Услышавъ о томъ, какое сокровище обрѣлъ Джемсъ въ корзинкѣ, начальникъ немедленно побѣжалъ въ поденьщику и сталъ требовать обратно его находку. При своемъ бездѣтномъ супружествѣ онъ и его жена ничего-де болѣе не желаютъ, какъ усыновить ребенка; останься корзинка на станціи, онъ навѣрное принялъ бы къ себѣ ребенка; Джемсъ и права не имѣлъ взять ее; онъ подлежитъ наказанію за утайку и будетъ преслѣдоваться судомъ. Джемсъ посмѣялся надъ угрозами начальника станціи такъ же, какъ и надъ его просьбами. Тогда начальникъ станціи подалъ на Джемса жалобу въ судъ съ требованіемъ выдачи всей находки, включая и ребенка. Само собой разумѣется, что внезапно полюбившій дѣтей начальникъ станціи получилъ отказъ въ своей жалобѣ. Но судъ опубликовалъ эту замѣчательную исторію, и всѣ немедленно заинтересовались необычайнымъ найденышемъ и его матерью. Но кто эта мать? Вопросъ этотъ занимаетъ въ Лондонѣ всѣхъ, и судя по газетнымъ намекамъ, ее надо искать въ самыхъ высшихъ слояхъ англійскаго общества.

*  *  *

Изъ театральныхъ новинокъ Парижа нельзя не отмѣтить весьма любопытную пьесу бытового характера «Flipote» извѣстнаго критика Жюля Леметра, иллюстрирующую закулисные нравы театральнаго міра, директоровъ, актеровъ и актрисъ, драматическихъ авторовъ, газетныхъ репортеровъ, ютящихся около театра. Флипотъ, мелкая парижская артистка, случайно замѣнивъ свою заболѣвшую соперницу Лидію, которой покровительствуетъ самъ директоръ театра, дебютировала съ большимъ успѣхомъ на одной изъ бульварныхъ сценъ. Это — восходящая звѣзда, и она служитъ центромъ интересовъ этого особаго мірка. Въ чемъ заключаются эти интересы и какова нравственная физіономія главныхъ персонажей, показываетъ нижеслѣдующая сцена — одна изъ наилучшихъ въ пьесѣ. При Флипотъ состоитъ тетка — дѣвица Англошеръ, замѣняющая ей мать. Эта дѣвица, державшая раньше учебное заведеніе и получавшая академическія преміи за назидательныя книги, исповѣдуетъ ту теорію, что актрисѣ выходить замужъ не подобаетъ. А Флипотъ непремѣнно хочетъ сдѣлаться женой актера Леплюше, котораго она любитъ и считаетъ многообѣщающимъ дарованіемъ, тогда какъ онъ просто безталанное ничтожество и въ нравственномъ отношеніи можетъ быть названъ Альфонсомъ сцены. Впрочемъ, и любовь Флипотъ оказывается не особенно прочной.
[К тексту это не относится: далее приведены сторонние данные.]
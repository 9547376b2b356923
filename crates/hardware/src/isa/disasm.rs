//! Instruction Disassembler for LC-3b.
//!
//! Converts a 16-bit instruction word into a human-readable mnemonic string for
//! the latch dump and the timing diagram. Execution never consults it.
//!
//! # Usage
//!
//! ```
//! use lc3b_pipe_core::isa::disasm::disassemble;
//! assert_eq!(disassemble(0x1283), "ADD R1, R2, R3");
//! assert_eq!(disassemble(0xF025), "HALT");
//! ```

use std::fmt::Write;

use crate::common::bits::Word;
use crate::isa::instruction::InstructionBits;
use crate::isa::opcodes::{self as op, trap_vectors};

/// Returns the name of a known trap vector.
fn trap_name(vector: u8) -> Option<&'static str> {
    match vector {
        trap_vectors::GETC => Some("GETC"),
        trap_vectors::OUT => Some("OUT"),
        trap_vectors::PUTS => Some("PUTS"),
        trap_vectors::IN => Some("IN"),
        trap_vectors::PUTSP => Some("PUTSP"),
        trap_vectors::HALT => Some("HALT"),
        _ => None,
    }
}

/// Disassembles an instruction word into its canonical mnemonic.
///
/// # Arguments
///
/// * `raw` - The instruction word.
///
/// # Returns
///
/// A mnemonic such as `"BRz #-3"`, `"LDR R1, R6, #2"` or `"HALT"`, or
/// `"UNKNOWN"` for encodings with no assigned meaning.
pub fn disassemble(raw: u16) -> String {
    let inst = Word::new(u64::from(raw));
    let dr = inst.dr().value();
    let base = inst.sr1().value();

    match inst.opcode() {
        op::OP_BR => format_branch(inst),
        op::OP_ADD | op::OP_AND | op::OP_XOR => format_operate(inst),
        op::OP_LDB => format!("LD R{dr}, #{}", inst.pc_offset9()),
        op::OP_STB => format!("ST R{dr}, #{}", inst.pc_offset9()),
        op::OP_JSR => {
            if inst.at::<11>() {
                format!("JSR #{}", inst.pc_offset11())
            } else {
                format!("JSRR R{base}")
            }
        }
        op::OP_LDW => format!("LDR R{dr}, R{base}, #{}", inst.offset6()),
        op::OP_STW => format!("STR R{dr}, R{base}, #{}", inst.offset6()),
        op::OP_RTI => "RTI".to_string(),
        op::OP_RESERVED_A => format!("LDI R{dr}, #{}", inst.pc_offset9()),
        op::OP_RESERVED_B => format!("STI R{dr}, #{}", inst.pc_offset9()),
        op::OP_JMP => {
            if base == 7 {
                "RET".to_string()
            } else {
                format!("JMP R{base}")
            }
        }
        op::OP_SHF => format_shift(inst),
        op::OP_LEA => format!("LEA R{dr}, #{}", inst.pc_offset9()),
        op::OP_TRAP => {
            let vector = inst.trap_vector();
            trap_name(vector).map_or_else(|| format!("TRAP x{vector:X}"), str::to_string)
        }
        _ => "UNKNOWN".to_string(),
    }
}

fn format_branch(inst: Word) -> String {
    let n = inst.at::<11>();
    let z = inst.at::<10>();
    let p = inst.at::<9>();
    if !n && !z && !p {
        return "NOP".to_string();
    }

    let mut text = String::from("BR");
    if n {
        text.push('n');
    }
    if z {
        text.push('z');
    }
    if p {
        text.push('p');
    }
    let _ = write!(text, " #{}", inst.pc_offset9());
    text
}

fn format_operate(inst: Word) -> String {
    let dr = inst.dr().value();
    let sr1 = inst.sr1().value();

    let mnemonic = match inst.opcode() {
        op::OP_ADD => "ADD",
        op::OP_AND => "AND",
        _ => {
            if inst.imm_mode() && inst.range::<4, 0, 5>().value() == 0x1F {
                return format!("NOT R{dr}, R{sr1}");
            }
            "XOR"
        }
    };

    if inst.imm_mode() {
        format!("{mnemonic} R{dr}, R{sr1}, #{}", inst.imm5())
    } else {
        format!("{mnemonic} R{dr}, R{sr1}, R{}", inst.sr2().value())
    }
}

fn format_shift(inst: Word) -> String {
    let mnemonic = match inst.shift_type() {
        0b00 => "LSHF",
        0b01 => "RSHFL",
        0b11 => "RSHFA",
        _ => return "UNKNOWN SHIFT".to_string(),
    };
    format!(
        "{mnemonic} R{}, R{}, #{}",
        inst.dr().value(),
        inst.sr1().value(),
        inst.shift_amount()
    )
}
И такъ, къ Флипотъ является директоръ театра Курбузонъ съ цѣлью заключить съ ней контрактъ.

M-lle Англошеръ (замѣтивъ, что Курбузонъ окидываетъ маленькую гостиную взглядомъ коммиссара-оцѣнщика). Надѣюсь, вы извините насъ, г. директоръ, мы еще не устроились.

Курбузонъ. Конечно, конечно… быть можетъ, вы удивляетесь, что видите меня у себя?.. Я шелъ мимо… и мнѣ вздумалось подняться на верхъ и узнать, какъ вы себя чувствуете?.. Такъ, значитъ, это маленькое нездоровье не разыгралось ничѣмъ?..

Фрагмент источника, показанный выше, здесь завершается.